Except, students aren’t to blame, but self-serving bureaucrats, union officials, and Democrat politicians who knew better.

The 2022 National Assessment of Educational Progress recently found that schools nationwide recorded the steepest drop in math scores ever recorded in a single year. The same report found that nearly three decades of progress in reading proficiency has been lost.

Fourth graders recorded the lowest average score collectively in reading. Average math scores for eighth graders have dropped a whole eight points since 2019. Nearly four in ten eighth graders now test below basic achievement levels in math.

This data is very significant because fourth graders need to read proficiently to learn other subjects, while proficiency in math in the eighth grade is a key indicator of success in high school.

In short, youth in America are, quite literally, being set up for failure.

We know how we got here: Students in public K-12 schools in the United States have had to learn remotely in some form or another for nearly three years.

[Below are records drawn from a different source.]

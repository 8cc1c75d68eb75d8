//! Replay determinism validation: two independent evaluations of the same
//! inputs must produce byte-identical canonical output.

use serde::{Deserialize, Serialize};

use crate::canonical::digest_of;
use crate::evidence::{schema, EvidencePack};
use crate::logging::{log, obj, v_str, Domain, Level};
use crate::risk::RiskGateDecision;

#[derive(Debug, Clone, Copy, PartialEq, Eq, Serialize, Deserialize)]
#[serde(rename_all = "SCREAMING_SNAKE_CASE")]
pub enum ReplayResult {
    Pass,
    Fail,
}

#[derive(Debug, Clone, PartialEq, Eq, Serialize, Deserialize)]
#[serde(rename_all = "SCREAMING_SNAKE_CASE")]
pub enum FailureCause {
    HashMismatch,
    UnsupportedSchema,
    SchemaVersionMismatch,
    StoredHashMismatch,
    Unhashable,
}

#[derive(Debug, Clone, PartialEq, Eq, Serialize, Deserialize)]
pub struct ReplayReport {
    pub subject: String,
    pub result: ReplayResult,
    pub baseline_hash: String,
    pub candidate_hash: String,
    pub causes: Vec<FailureCause>,
    /// Digest of every field above.
    pub report_hash: String,
}

impl ReplayReport {
    fn build(subject: &str, baseline_hash: String, candidate_hash: String, causes: Vec<FailureCause>) -> Self {
        let result = if causes.is_empty() { ReplayResult::Pass } else { ReplayResult::Fail };
        let report_hash = digest_of(&(subject, result, &baseline_hash, &candidate_hash, &causes)).unwrap_or_default();
        let report = Self {
            subject: subject.to_string(),
            result,
            baseline_hash,
            candidate_hash,
            causes,
            report_hash,
        };
        log(
            if report.passed() { Level::Info } else { Level::Warn },
            Domain::Replay,
            "compare",
            obj(&[
                ("subject", v_str(&report.subject)),
                ("result", v_str(if report.passed() { "PASS" } else { "FAIL" })),
                ("baseline_hash", v_str(&report.baseline_hash)),
                ("candidate_hash", v_str(&report.candidate_hash)),
                ("report_hash", v_str(&report.report_hash)),
            ]),
        );
        report
    }

    pub fn passed(&self) -> bool {
        self.result == ReplayResult::Pass
    }
}

/// Side-effect free. Inputs are borrowed and never modified.
pub fn compare(baseline: &EvidencePack, candidate: &EvidencePack) -> ReplayReport {
    let mut causes = Vec::new();

    let baseline_hash = baseline.recompute_hash();
    let candidate_hash = candidate.recompute_hash();
    let (baseline_hash, candidate_hash) = match (baseline_hash, candidate_hash) {
        (Ok(b), Ok(c)) => (b, c),
        (b, c) => {
            causes.push(FailureCause::Unhashable);
            (b.unwrap_or_default(), c.unwrap_or_default())
        }
    };

    if !schema::is_supported(baseline.schema_version()) || !schema::is_supported(candidate.schema_version()) {
        causes.push(FailureCause::UnsupportedSchema);
    } else if baseline.schema_version() != candidate.schema_version() {
        causes.push(FailureCause::SchemaVersionMismatch);
    }
    if baseline_hash != baseline.determinism_hash() || candidate_hash != candidate.determinism_hash() {
        causes.push(FailureCause::StoredHashMismatch);
    }
    if baseline_hash != candidate_hash {
        causes.push(FailureCause::HashMismatch);
    }

    ReplayReport::build(baseline.layer_id(), baseline_hash, candidate_hash, causes)
}

/// Two gate decisions for the same inputs must agree on status, reasons and
/// the inputs digest. `as_of_utc` and `gate_id` legitimately differ between
/// evaluations and are excluded.
pub fn compare_decisions(baseline: &RiskGateDecision, candidate: &RiskGateDecision) -> ReplayReport {
    let material = |d: &RiskGateDecision| digest_of(&(d.status, &d.reasons, &d.inputs_snapshot_digest));
    let mut causes = Vec::new();
    let (b, c) = match (material(baseline), material(candidate)) {
        (Ok(b), Ok(c)) => (b, c),
        (b, c) => {
            causes.push(FailureCause::Unhashable);
            (b.unwrap_or_default(), c.unwrap_or_default())
        }
    };
    if b != c {
        causes.push(FailureCause::HashMismatch);
    }
    ReplayReport::build("risk_gate", b, c, causes)
}
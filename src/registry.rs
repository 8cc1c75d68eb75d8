//! Model registry: candidate capability profiles per layer.

use std::collections::{BTreeMap, BTreeSet};

use serde::{Deserialize, Serialize};

use crate::scope::{ActionKind, Autonomy};

#[derive(Debug, Clone, PartialEq, Eq, Serialize, Deserialize)]
#[serde(tag = "type", rename_all = "snake_case")]
pub enum ProfileKind {
    LlmCall { endpoint: String, model: String },
    DeterministicAlgorithm { algorithm: String },
    HumanApprovalStub { approver: String },
}

#[derive(Debug, Clone, PartialEq, Eq, Serialize, Deserialize)]
pub struct ModelProfile {
    pub model_id: String,
    pub version: String,
    pub layer_id: String,
    /// Higher wins.
    pub priority: u32,
    pub autonomy: Autonomy,
    pub capabilities: BTreeSet<ActionKind>,
    pub kind: ProfileKind,
}

impl ModelProfile {
    pub fn deterministic(layer_id: &str, model_id: &str, algorithm: &str, priority: u32, autonomy: Autonomy, caps: &[ActionKind]) -> Self {
        Self {
            model_id: model_id.to_string(),
            version: "1".to_string(),
            layer_id: layer_id.to_string(),
            priority,
            autonomy,
            capabilities: caps.iter().copied().collect(),
            kind: ProfileKind::DeterministicAlgorithm { algorithm: algorithm.to_string() },
        }
    }

    /// `model_id@version`, the identifier recorded in evidence packs.
    pub fn qualified_id(&self) -> String {
        format!("{}@{}", self.model_id, self.version)
    }
}

#[derive(Debug, Clone, Default)]
pub struct ModelRegistry {
    by_layer: BTreeMap<String, Vec<ModelProfile>>,
}

impl ModelRegistry {
    pub fn from_profiles(profiles: Vec<ModelProfile>) -> Self {
        let mut by_layer: BTreeMap<String, Vec<ModelProfile>> = BTreeMap::new();
        for p in profiles {
            by_layer.entry(p.layer_id.clone()).or_default().push(p);
        }
        for list in by_layer.values_mut() {
            list.sort_by(|a, b| a.model_id.cmp(&b.model_id).then(a.version.cmp(&b.version)));
        }
        Self { by_layer }
    }

    pub fn candidates(&self, layer_id: &str) -> &[ModelProfile] {
        self.by_layer.get(layer_id).map(|v| v.as_slice()).unwrap_or(&[])
    }

    pub fn len(&self) -> usize {
        self.by_layer.values().map(|v| v.len()).sum()
    }

    pub fn is_empty(&self) -> bool {
        self.len() == 0
    }

    /// Deterministic built-ins for every default layer; no network required.
    pub fn default_pipeline() -> Self {
        use ActionKind::*;
        Self::from_profiles(vec![
            ModelProfile::deterministic("research", "digest-summarizer", "summarize", 10, Autonomy::Recommend, &[ReadMarketData, WriteResearchNote]),
            ModelProfile::deterministic("outlook", "outlook-rules", "summarize", 10, Autonomy::Recommend, &[ReadMarketData, PublishOutlook]),
            ModelProfile::deterministic("advisory", "proposal-relay", "relay_proposal", 10, Autonomy::Propose, &[ReadMarketData, RecommendTrade, ProposeOrder]),
            ModelProfile::deterministic("critic", "limits-critic", "critique", 10, Autonomy::Recommend, &[ReadMarketData, Critique]),
            ModelProfile::deterministic("risk_gate", "risk-evaluator", "summarize", 10, Autonomy::Propose, &[EvaluateRisk]),
            ModelProfile {
                model_id: "operator-approval".to_string(),
                version: "1".to_string(),
                layer_id: "execution".to_string(),
                priority: 10,
                autonomy: Autonomy::Execute,
                capabilities: [SubmitOrder].into_iter().collect(),
                kind: ProfileKind::HumanApprovalStub { approver: "desk".to_string() },
            },
        ])
    }
}
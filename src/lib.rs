pub mod auth;
pub mod cancel;
pub mod canonical;
pub mod config;
pub mod error;
pub mod evidence;
pub mod exec;
pub mod kill_switch;
pub mod logging;
pub mod operator;
pub mod orchestrator;
pub mod pipeline;
pub mod registry;
pub mod replay;
pub mod risk;
pub mod scope;
pub mod storage;
pub mod wal;
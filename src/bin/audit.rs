use std::env;

use govfx::config::Config;
use govfx::storage::EvidenceStore;
use govfx::wal::OrderJournal;
use serde_json::json;

fn main() -> anyhow::Result<()> {
    let cfg = Config::from_env();
    let store = EvidenceStore::new(&cfg.sqlite_path)?;
    let runs = match env::args().nth(1) {
        Some(run_id) => vec![run_id],
        None => store.recent_runs(5)?,
    };

    let mut out = Vec::new();
    for run_id in runs {
        let packs = store.packs_for_run(&run_id)?;
        let packs: Vec<_> = packs
            .iter()
            .map(|p| {
                json!({
                    "pack_id": p.pack_id(),
                    "layer_id": p.layer_id(),
                    "model_id": p.model_id(),
                    "created_at": p.created_at(),
                    "determinism_hash": p.determinism_hash(),
                    "hash_ok": p.recompute_hash().map(|h| h == p.determinism_hash()).unwrap_or(false),
                    "findings": p.findings(),
                    "supersedes": p.supersedes(),
                })
            })
            .collect();
        out.push(json!({
            "run_id": run_id,
            "packs": packs,
            "decisions": store.decisions_for_run(&run_id)?,
            "errors": store.errors_for_run(&run_id)?,
        }));
    }

    let recovered = OrderJournal::recover(&cfg.wal_path)?;
    let orders: Vec<_> = recovered
        .orders
        .values()
        .map(|o| {
            json!({
                "client_order_id": o.client_order_id,
                "state": o.state,
                "revision": o.revision,
                "filled_qty": o.filled_qty,
                "escalated": o.escalated,
                "gate_id": o.gate_id,
            })
        })
        .collect();

    let payload = json!({
        "runs": out,
        "orders": orders,
        "escalations": recovered.escalations,
        "wal_skipped_lines": recovered.skipped_lines,
    });
    println!("{}", serde_json::to_string_pretty(&payload)?);
    Ok(())
}
//! Risk gate scenarios driven through full cycles.

use std::sync::Arc;
use std::time::Duration;

use chrono::{DateTime, TimeZone, Utc};
use serde_json::json;

use govfx::auth::OperatorAuth;
use govfx::evidence::InputSnapshot;
use govfx::exec::{ExecConfig, ExecutionStateMachine, PaperVenue};
use govfx::kill_switch::KillSwitch;
use govfx::orchestrator::{CapabilitySet, Orchestrator};
use govfx::pipeline::{CycleInput, CycleSettings, Governor, DECISION_LAYERS, EXECUTION_LAYER, GATE_LAYER};
use govfx::registry::ModelRegistry;
use govfx::risk::{GateStatus, ReasonCode, RiskGate, RiskInputs, RiskLimits};
use govfx::scope::ScopeTable;

fn governor(dir: &tempfile::TempDir, limits: RiskLimits, ks: KillSwitch) -> Governor {
    let scopes = Arc::new(ScopeTable::default_pipeline());
    let registry = ModelRegistry::default_pipeline();
    let mut layers: Vec<&str> = DECISION_LAYERS.to_vec();
    layers.extend([GATE_LAYER, EXECUTION_LAYER]);
    let caps = CapabilitySet::from_registry(&registry, &layers, Duration::from_secs(1)).unwrap();
    let orchestrator = Orchestrator::new(scopes.clone(), Arc::new(registry), Arc::new(caps), Duration::from_secs(1))
        .with_kill_switch(ks.clone());
    let machine = ExecutionStateMachine::open(
        dir.path().join("orders.wal"),
        false,
        Arc::new(PaperVenue::new()),
        ks.clone(),
        ExecConfig::default(),
    )
    .unwrap();
    Governor::new(
        orchestrator,
        RiskGate::new(limits, scopes).with_kill_switch(ks),
        Arc::new(machine),
        None,
        CycleSettings { git_ref: "deadbeef".into(), symbol: "NQ".into(), auto_approve: true },
    )
}

fn cycle_input(now: DateTime<Utc>) -> CycleInput {
    CycleInput {
        snapshot: InputSnapshot::new(
            "paper",
            now,
            json!({
                "proposal": { "symbol": "NQ", "side": "BUY", "qty": 1 },
                "limits": { "max_order_qty": 1 },
            }),
        ),
        risk: RiskInputs {
            symbol: "NQ".into(),
            data_as_of: Some(now),
            equity: Some(250_000.0),
            exposure_notional: Some(0.0),
            realized_pnl_today: Some(0.0),
            unrealized_pnl: Some(0.0),
            trades_today: None,
            last_loss_at: None,
            spread_bps: Some(1.5),
            volatility: Some(0.01),
        },
    }
}

#[tokio::test]
async fn test_fourth_trade_of_the_day_is_blocked() {
    let dir = tempfile::tempdir().unwrap();
    let limits = RiskLimits { max_trades_per_day: 3, ..RiskLimits::default() };
    let gov = governor(&dir, limits, KillSwitch::new(OperatorAuth::new("s")));

    let now = Utc::now();
    for i in 0..3 {
        let report = gov.run_cycle(&format!("run-{}", i), &cycle_input(now)).await;
        assert!(report.submitted(), "cycle {} halted: {:?}", i, report.halted);
    }

    let report = gov.run_cycle("run-3", &cycle_input(now)).await;
    let decision = report.decision.unwrap();
    assert_eq!(decision.status, GateStatus::Block);
    assert_eq!(decision.reason_strings(), vec!["MAX_TRADES_PER_DAY".to_string()]);
    assert_eq!(report.halted.as_deref(), Some("RISK_GATE_BLOCK"));
    assert_eq!(gov.machine().orders().await.len(), 3);
}

#[tokio::test]
async fn test_engaged_switch_blocks_before_any_layer_output() {
    let dir = tempfile::tempdir().unwrap();
    let ks = KillSwitch::new(OperatorAuth::new("s"));
    let gov = governor(&dir, RiskLimits::default(), ks.clone());
    ks.engage("pre-open halt");

    let now = Utc::now();
    let report = gov.run_cycle("run-0", &cycle_input(now)).await;
    assert_eq!(report.halted.as_deref(), Some("MODEL_CANCELLED"));
    assert!(report.packs.is_empty());
    assert!(gov.machine().orders().await.is_empty());
}

#[test]
fn test_every_unknown_input_blocks() {
    let now = Utc.with_ymd_and_hms(2026, 3, 2, 14, 30, 0).unwrap();
    let gate = RiskGate::new(RiskLimits::default(), Arc::new(ScopeTable::default_pipeline()));
    let decision = gate.evaluate(&RiskInputs { symbol: "NQ".into(), ..Default::default() }, &[], now);
    assert_eq!(decision.status, GateStatus::Block);
    assert_eq!(
        decision.reasons,
        vec![
            ReasonCode::DataMissing,
            ReasonCode::ExposureUnavailable,
            ReasonCode::DailyLossUnavailable,
            ReasonCode::TradeCountUnavailable,
            ReasonCode::SpreadUnavailable,
            ReasonCode::UpstreamEvidenceMissing,
        ]
    );
}

#[test]
fn test_non_finite_inputs_block() {
    let now = Utc.with_ymd_and_hms(2026, 3, 2, 14, 30, 0).unwrap();
    let limits = RiskLimits { required_upstream: vec![], ..RiskLimits::default() };
    let gate = RiskGate::new(limits, Arc::new(ScopeTable::default_pipeline()));
    let mut inputs = cycle_input(now).risk;
    inputs.trades_today = Some(0);
    inputs.equity = Some(f64::NAN);
    inputs.volatility = Some(f64::INFINITY);
    let decision = gate.evaluate(&inputs, &[], now);
    assert_eq!(
        decision.reasons,
        vec![ReasonCode::ExposureUnavailable, ReasonCode::VolatilityUnavailable]
    );
}

#[test]
fn test_same_inputs_same_decision() {
    let now = Utc.with_ymd_and_hms(2026, 3, 2, 14, 30, 0).unwrap();
    let limits = RiskLimits { required_upstream: vec![], ..RiskLimits::default() };
    let gate = RiskGate::new(limits, Arc::new(ScopeTable::default_pipeline()));
    let mut inputs = cycle_input(now).risk;
    inputs.trades_today = Some(1);
    let a = gate.evaluate(&inputs, &[], now);
    let b = gate.evaluate(&inputs, &[], now);
    assert_eq!(a, b);
    assert_eq!(a.decision_hash(), b.decision_hash());
    assert!(a.is_allow());
}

Forcing kids to sit at home in front of a computer screen has been disastrous because kids and teens require the ability to watch, listen, explore, experiment and ask questions in order to learn. This requires their physical presence in classroom with a teacher, surrounded by peers.

For those of us who were sounding the alarm from the beginning about remote learning, these results, while not surprising, are no less alarming.

The CDC, long an avid proponent of forcing insane COVID-19 restrictions and mandates on Americans even when they’d been proven ineffective, to their credit admitted last spring "[virtual learning] might present more risks than in-person instruction related to child and parental mental and emotional health and some health-supporting behaviors."

Yet some continued to lobby for the continuation of remote learning even when its failure was clear.

Powerful teachers’ unions like the National Education Association (NEA) and the American Federation of Teachers (AFT) continued lobbying the Biden administration and Democrats to keep remote learning in place. In blue cities like Chicago, New York and Milwaukee for example, union efforts to keep remote learning in place were particularly forceful. We now know that Black and Hispanic students saw even larger test score drops than White students over the last three years.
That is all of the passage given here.